Впрочем, чтобы дать читателю представление о контексте и общей тональности, я процитирую и строк десять предыдущих:

«Смесь.

 Правда ли, — что полицмейстер Эртель еще при „незабвенном“ усовершил мучительные наказания солдат и ввел в пожарном депо какой–то особо выдолбленный станок, куда ставят истязаемого и секут с прискоком, т. е. с разбегу?… Не мешало бы приложить картинку станка, мы ее пошлем в Южные штаты, чтоб негры утешались, видя, что есть страны, в которых белых еще хуже наказывают, нежели их.

 Правда ли, — что нижегородский литератор, переведенный в Петербург за изящный стиль, — г. Мельников, готовит к печати рассказ апостольских подвигов своих, иже на обращение заблудших братии раскольников направленных? Если же неправда, мы их расскажем, пожалуй».

Только пять строк. Но они производят на современников такое действие, они так сильно и так долго сказываются на судьбе Мельникова, что Лесков и четверть века спустя поминает их с почтением, хотя и не без юмора называя крохотную герценовскую заметочку маленькой эпопеей. (Полностью это замечание Лескова в «Историческом вестнике» 1883 года звучит так: «О Мельникове ходили неблагоприятные слухи по его прежней службе… Это составляло маленькую эпопею, напечатанную в „Колоколе“ А.И.Герцена».)

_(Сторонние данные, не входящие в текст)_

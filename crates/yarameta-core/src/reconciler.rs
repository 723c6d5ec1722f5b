//! Provenance reconciler
//!
//! Drives one run: gathers provenance for the candidate files according to
//! the [`Mode`], stamps each rule through the [`MetadataWriter`] and
//! persists changed files.
//!
//! - **Full history**: every commit reachable from `HEAD` is folded into a
//!   [`ProvenanceRecord`] per candidate.
//! - **Branch range**: the same, restricted to the commits in `from..to`,
//!   still in `HEAD` history order.
//! - **Local**: each rule on disk is compared with the same rule in the
//!   first parent of `HEAD`; rules that changed beyond their modified date
//!   are stamped with today's date and `HEAD`'s id.
//!
//! A file that cannot be parsed is reported and left alone; the run
//! carries on with the remaining files.

use std::fs;
use std::path::Path;

use chrono::{Local, NaiveDate};
use yarameta_fs::NormalizedPath;
use yarameta_git::HistoryProvider;
use yarameta_rules::{Rule, RuleFile, unified_diff};

use crate::Result;
use crate::candidate::CandidateIndex;
use crate::compare::rule_unchanged;
use crate::config::Settings;
use crate::mode::Mode;
use crate::provenance::{ProvenanceCollector, ProvenanceRecord, check_ignored};
use crate::report::{FileUpdate, ParseFailure, RuleUpdate, RunReport};
use crate::writer::{MetadataWriter, Stamp};

/// Options for a reconciliation run
#[derive(Debug, Clone)]
pub struct ReconcileOptions {
    /// If true, compute every change but write nothing.
    /// Updated files carry a unified diff in the report instead.
    pub dry_run: bool,
    /// Date stamped by local runs
    pub today: NaiveDate,
}

impl ReconcileOptions {
    pub fn new(dry_run: bool) -> Self {
        Self {
            dry_run,
            today: Local::now().date_naive(),
        }
    }
}

impl Default for ReconcileOptions {
    fn default() -> Self {
        Self::new(false)
    }
}

/// Reconciles rule metadata with a history provider.
pub struct Reconciler<'a, H: HistoryProvider + ?Sized> {
    history: &'a H,
    settings: &'a Settings,
    writer: MetadataWriter,
    options: ReconcileOptions,
}

impl<'a, H: HistoryProvider + ?Sized> Reconciler<'a, H> {
    pub fn new(history: &'a H, settings: &'a Settings, options: ReconcileOptions) -> Self {
        Self {
            history,
            settings,
            writer: MetadataWriter::new(settings),
            options,
        }
    }

    /// Run `mode` over the candidates in `index`.
    ///
    /// # Errors
    ///
    /// Fails on history access errors (including unresolvable range
    /// revisions) and on I/O errors while reading or writing candidates.
    /// Rule files that do not parse are reported, not returned as errors.
    pub fn run(&self, mode: &Mode, index: &CandidateIndex) -> Result<RunReport> {
        let mut report = RunReport::new(mode.to_string(), self.options.dry_run);
        report.warnings = index.warnings();

        tracing::debug!(%mode, candidates = index.len(), dry_run = self.options.dry_run, "Starting run");

        match mode {
            Mode::FullHistory => {
                let ids = self.history.history()?;
                check_ignored(&self.settings.ignored_hashes, &ids)?;
                self.reconcile_history(&ids, index, &mut report)?;
            }
            Mode::BranchRange { from, to } => {
                let range = self.history.range(from, to)?;
                let all = self.history.history()?;
                check_ignored(&self.settings.ignored_hashes, &all)?;
                let ids: Vec<String> = all.into_iter().filter(|id| range.contains(id)).collect();
                if ids.len() < range.len() {
                    tracing::warn!(
                        in_range = range.len(),
                        reachable = ids.len(),
                        "Some commits in the range are not reachable from HEAD"
                    );
                }
                self.reconcile_history(&ids, index, &mut report)?;
            }
            Mode::Local => self.reconcile_local(index, &mut report)?,
        }

        tracing::info!(
            updated = report.updated.len(),
            unchanged = report.unchanged.len(),
            failures = report.failures.len(),
            "Run complete"
        );
        Ok(report)
    }

    fn reconcile_history(
        &self,
        ids: &[String],
        index: &CandidateIndex,
        report: &mut RunReport,
    ) -> Result<()> {
        let mut collector = ProvenanceCollector::new(index, &self.settings.ignored_hashes);
        for id in ids {
            let commit = self.history.commit(id)?;
            collector.observe(&commit);
        }
        (report.commits_scanned, report.commits_ignored) = collector.counts();

        let records = collector.finish();
        tracing::debug!(records = records.len(), "Collected provenance");

        for record in records.values() {
            let stamp = stamp_for(record);
            self.update_file(&record.path, &record.repo_path, &stamp, |_| true, report)?;
        }
        Ok(())
    }

    fn reconcile_local(&self, index: &CandidateIndex, report: &mut RunReport) -> Result<()> {
        let head = self.history.head()?;
        let stamp = Stamp {
            created_on: self.options.today,
            last_modified: self.options.today,
            commit_hash: Some(head.id.clone()),
        };
        let modified_tag = self.writer.modified_tag();

        if head.parent.is_none() {
            tracing::debug!(head = %head.id, "HEAD is a root commit, every rule is new");
        }

        for candidate in index.candidates() {
            let baseline = match &head.parent {
                Some(parent) => self.baseline(parent, &candidate.repo_path)?,
                None => RuleFile::default(),
            };
            let changed = |rule: &Rule| {
                baseline
                    .rule(rule.name())
                    .is_none_or(|previous| !rule_unchanged(rule, previous, modified_tag))
            };
            self.update_file(&candidate.path, &candidate.repo_path, &stamp, changed, report)?;
        }
        Ok(())
    }

    /// Rules of `repo_path` as committed in `id`.
    ///
    /// A file missing from the commit, or one that does not parse there,
    /// counts as having no rules.
    fn baseline(&self, id: &str, repo_path: &NormalizedPath) -> Result<RuleFile> {
        let Some(bytes) = self.history.file_at(id, repo_path)? else {
            tracing::debug!(path = %repo_path, commit = %id, "File is new since the parent commit");
            return Ok(RuleFile::default());
        };
        match RuleFile::parse_bytes(&bytes) {
            Ok(file) => Ok(file),
            Err(e) => {
                tracing::debug!(path = %repo_path, error = %e, "Baseline does not parse, treating as empty");
                Ok(RuleFile::default())
            }
        }
    }

    /// Stamp the rules of one file selected by `should_stamp` and persist
    /// the result.
    fn update_file(
        &self,
        path: &Path,
        repo_path: &NormalizedPath,
        stamp: &Stamp,
        should_stamp: impl Fn(&Rule) -> bool,
        report: &mut RunReport,
    ) -> Result<()> {
        let bytes = fs::read(path).map_err(|e| yarameta_fs::Error::io(path, e))?;

        let mut file = match RuleFile::parse_bytes(&bytes) {
            Ok(file) => file,
            Err(e) => {
                tracing::warn!(path = %repo_path, error = %e, "Failed to parse rule file, skipping");
                report.failures.push(ParseFailure {
                    path: path.to_path_buf(),
                    error: e.to_string(),
                    metadata: self.writer.describe(stamp),
                });
                return Ok(());
            }
        };

        let mut rules = Vec::new();
        for rule in file.rules_mut() {
            if !should_stamp(&*rule) {
                tracing::trace!(rule = rule.name(), "Rule unchanged");
                continue;
            }
            let changes = self.writer.stamp(rule, stamp);
            if !changes.is_empty() {
                rules.push(RuleUpdate {
                    rule: rule.name().to_string(),
                    changes,
                });
            }
        }

        if rules.is_empty() {
            report.unchanged.push(path.to_path_buf());
            return Ok(());
        }

        let text = file.text_formatted();
        let diff = if self.options.dry_run {
            tracing::info!(path = %repo_path, rules = rules.len(), "[dry-run] Would update rule file");
            Some(unified_diff(
                &String::from_utf8_lossy(&bytes),
                &text,
                repo_path.as_str(),
            ))
        } else {
            yarameta_fs::sync_text(path, &text)?;
            tracing::info!(path = %repo_path, rules = rules.len(), "Updated rule file");
            None
        };

        report.updated.push(FileUpdate {
            path: path.to_path_buf(),
            rules,
            diff,
        });
        Ok(())
    }
}

fn stamp_for(record: &ProvenanceRecord) -> Stamp {
    Stamp {
        created_on: record.created_on,
        last_modified: record.last_modified,
        commit_hash: Some(record.commit_hash.clone()),
    }
}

Самое интересное, что герценовское клеймо портит Мельникову карьеру скорее именно по службе, чем «по литературе». Не странно ли? Но учтем, что в конце 50–х годов Герцен еще не отлучен от России окончательно, как то случится после польских событий 1863 года, что «Колокол» полуоткрыто–полутайно читается по всей грамотной России, и прежде всего — в правительственных кругах. Воистину Герцен участвует своими статьями в управлении страной, вмешиваясь в решения администрации на самых высших уровнях. Учтем и другое: сложнейшие петли интриг, которыми опутана бюрократическая система. Представим себе, какой ход в правящих кругах может получить насмешливая характеристика, данная Герценом чиновнику, своими обличительными рассказами обозлившему не только Чевкина, но и многих других сильных мира сего. Результат этого процесса известен. Много лет спустя он так определен биографом Мельникова Семеном Венгеровым: «Подстреленный Герценом чиновник в конце концов от настоящей карьеры оттерт. Отставка его и отъезд из Петербурга в Москву в 1866 году — финал сложного процесса, в котором герценовские пять строк — играют роль запала…

Конечно, в середине 1858 года дело еще отнюдь не решено и результат его далеко не ясен. И „Современник“, только–только залучивший модного автора, готовит к печати „Бабушкины россказни“. И Добролюбов, очередной раз, мимоходом, салютуя „гг. Щедрину, Печерскому и прочим“, — считает необходимым заявить: „наши соображения слабы после их прекрасных этюдов“. И наконец, Мельников в эту пору, пользуясь покровительством министра внутренних дел С.Ланского, добивается почти невероятного: ему разрешают выпускать ежедневную газету.

Газета называется „Русский дневник“ и выходит с января 1859 года. Главным помощником Мельникова назначен Александр Иванович Артемьев, историк–востоковед, статистик, однокашник Мельникова. Тот самый, из чьего дневника мы знаем о трудностях при печатании „Дедушки Поликарпа“. Этот уравновешенный человек весьма полезен рядом с увлекающимся и подвижным Мельниковым.

Что же до дневников, то 7 февраля 1859 года А.Никитенко записывает: „Вечер у Щебальского… Мельников, редактор „Русского дневника“, человек умный и очень лукавый… Принадлежит к типу русских… кулаков“.

„Русский дневник“ прикрыт властями через полгода.